◆ What needs to be done
Nothing should appear in the answer except the lines from the one containing "struct FrameVisitor;" through the end of the records below, written out exactly.

Extracted records:
**********

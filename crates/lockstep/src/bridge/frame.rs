//! State frame: a flat map of field name to scalar value.
//!
//! Frames are the only thing that crosses a worker connection. The coordinator
//! sends one outbound frame per tick (clock, reset, enable, ...) and reads one
//! inbound frame back. Keys are unique; ordering is irrelevant, but a BTreeMap
//! keeps the wire text deterministic.

use std::collections::BTreeMap;
use std::collections::btree_map;
use std::fmt;

use serde::de::{self, Deserializer, MapAccess, Visitor};
use serde::{Deserialize, Serialize};

/// A single frame value.
#[derive(Debug, Clone, PartialEq, Eq, Serialize)]
#[serde(untagged)]
pub enum Scalar {
    Int(i64),
    Bool(bool),
    Str(String),
}

impl Scalar {
    pub fn as_int(&self) -> Option<i64> {
        match self {
            Self::Int(v) => Some(*v),
            _ => None,
        }
    }

    pub fn as_bool(&self) -> Option<bool> {
        match self {
            Self::Bool(v) => Some(*v),
            _ => None,
        }
    }

    pub fn as_str(&self) -> Option<&str> {
        match self {
            Self::Str(v) => Some(v),
            _ => None,
        }
    }
}

impl fmt::Display for Scalar {
    fn fmt(&self, f: &mut fmt::Formatter<'_>) -> fmt::Result {
        match self {
            Self::Int(v) => write!(f, "{v}"),
            Self::Bool(v) => write!(f, "{v}"),
            Self::Str(v) => write!(f, "{v:?}"),
        }
    }
}

impl From<i64> for Scalar {
    fn from(v: i64) -> Self {
        Self::Int(v)
    }
}

impl From<i32> for Scalar {
    fn from(v: i32) -> Self {
        Self::Int(i64::from(v))
    }
}

impl From<u32> for Scalar {
    fn from(v: u32) -> Self {
        Self::Int(i64::from(v))
    }
}

impl From<u8> for Scalar {
    fn from(v: u8) -> Self {
        Self::Int(i64::from(v))
    }
}

impl From<bool> for Scalar {
    fn from(v: bool) -> Self {
        Self::Bool(v)
    }
}

impl From<&str> for Scalar {
    fn from(v: &str) -> Self {
        Self::Str(v.to_string())
    }
}

impl From<String> for Scalar {
    fn from(v: String) -> Self {
        Self::Str(v)
    }
}

impl<'de> Deserialize<'de> for Scalar {
    fn deserialize<D: Deserializer<'de>>(deserializer: D) -> Result<Self, D::Error> {
        struct ScalarVisitor;

        impl<'de> Visitor<'de> for ScalarVisitor {
            type Value = Scalar;

            fn expecting(&self, f: &mut fmt::Formatter<'_>) -> fmt::Result {
                f.write_str("an integer, boolean or string")
            }

            fn visit_bool<E: de::Error>(self, v: bool) -> Result<Scalar, E> {
                Ok(Scalar::Bool(v))
            }

            fn visit_i64<E: de::Error>(self, v: i64) -> Result<Scalar, E> {
                Ok(Scalar::Int(v))
            }

            fn visit_u64<E: de::Error>(self, v: u64) -> Result<Scalar, E> {
                i64::try_from(v)
                    .map(Scalar::Int)
                    .map_err(|_| E::custom(format!("integer {v} out of range")))
            }

            fn visit_str<E: de::Error>(self, v: &str) -> Result<Scalar, E> {
                Ok(Scalar::Str(v.to_string()))
            }

            fn visit_string<E: de::Error>(self, v: String) -> Result<Scalar, E> {
                Ok(Scalar::Str(v))
            }
        }

        deserializer.deserialize_any(ScalarVisitor)
    }
}

/// Flat key/value state exchanged with a worker each tick.
#[derive(Debug, Clone, Default, PartialEq, Eq, Serialize)]
#[serde(transparent)]
pub struct StateFrame(BTreeMap<String, Scalar>);

impl StateFrame {
    pub fn new() -> Self {
        Self::default()
    }

    /// Builder-style insert.
    pub fn with(mut self, key: impl Into<String>, value: impl Into<Scalar>) -> Self {
        self.insert(key, value);
        self
    }

    /// Insert a field, returning the previous value if the key was present.
    pub fn insert(&mut self, key: impl Into<String>, value: impl Into<Scalar>) -> Option<Scalar> {
        self.0.insert(key.into(), value.into())
    }

    pub fn get(&self, key: &str) -> Option<&Scalar> {
        self.0.get(key)
    }

    pub fn get_int(&self, key: &str) -> Option<i64> {
        self.get(key).and_then(Scalar::as_int)
    }

    pub fn get_bool(&self, key: &str) -> Option<bool> {
        self.get(key).and_then(Scalar::as_bool)
    }

    pub fn get_str(&self, key: &str) -> Option<&str> {
        self.get(key).and_then(Scalar::as_str)
    }

    pub fn len(&self) -> usize {
        self.0.len()
    }

    pub fn is_empty(&self) -> bool {
        self.0.is_empty()
    }

    pub fn iter(&self) -> btree_map::Iter<'_, String, Scalar> {
        self.0.iter()
    }
}

impl fmt::Display for StateFrame {
    fn fmt(&self, f: &mut fmt::Formatter<'_>) -> fmt::Result {
        f.write_str("{")?;
        for (i, (key, value)) in self.0.iter().enumerate() {
            if i > 0 {
                f.write_str(", ")?;
            }
            write!(f, "{key}={value}")?;
        }
        f.write_str("}")
    }
}

impl<K: Into<String>, V: Into<Scalar>> FromIterator<(K, V)> for StateFrame {
    fn from_iter<I: IntoIterator<Item = (K, V)>>(iter: I) -> Self {
        Self(
            iter.into_iter()
                .map(|(k, v)| (k.into(), v.into()))
                .collect(),
        )
    }
}

impl<'a> IntoIterator for &'a StateFrame {
    type Item = (&'a String, &'a Scalar);
    type IntoIter = btree_map::Iter<'a, String, Scalar>;

    fn into_iter(self) -> Self::IntoIter {
        self.0.iter()
    }
}

// serde_json keeps the last value for a repeated key; a frame must reject it.
impl<'de> Deserialize<'de> for StateFrame {
    fn deserialize<D: Deserializer<'de>>(deserializer: D) -> Result<Self, D::Error> {
        struct FrameVisitor;

        impl<'de> Visitor<'de> for FrameVisitor {
            type Value = StateFrame;

            fn expecting(&self, f: &mut fmt::Formatter<'_>) -> fmt::Result {
                f.write_str("a flat object of scalar fields")
            }

            fn visit_map<A: MapAccess<'de>>(self, mut map: A) -> Result<StateFrame, A::Error> {
                let mut fields = BTreeMap::new();
                while let Some((key, value)) = map.next_entry::<String, Scalar>()? {
                    if fields.contains_key(&key) {
                        return Err(de::Error::custom(format!("duplicate key `{key}`")));
                    }
                    fields.insert(key, value);
                }
                Ok(StateFrame(fields))
            }
        }

        deserializer.deserialize_map(FrameVisitor)
    }
}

**********

◆ Written solution
        struct FrameVisitor;

        impl<'de> Visitor<'de> for FrameVisitor {
            type Value = StateFrame;

            fn expecting(&self, f: &mut fmt::Formatter<'_>) -> fmt::Result {
                f.write_str("a flat object of scalar fields")
            }

            fn visit_map<A: MapAccess<'de>>(self, mut map: A) -> Result<StateFrame, A::Error> {
                let mut fields = BTreeMap::new();
                while let Some((key, value)) = map.next_entry::<String, Scalar>()? {
                    if fields.contains_key(&key) {
                        return Err(de::Error::custom(format!("duplicate key `{key}`")));
                    }
                    fields.insert(key, value);
                }
                Ok(StateFrame(fields))
            }
        }

        deserializer.deserialize_map(FrameVisitor)
    }
}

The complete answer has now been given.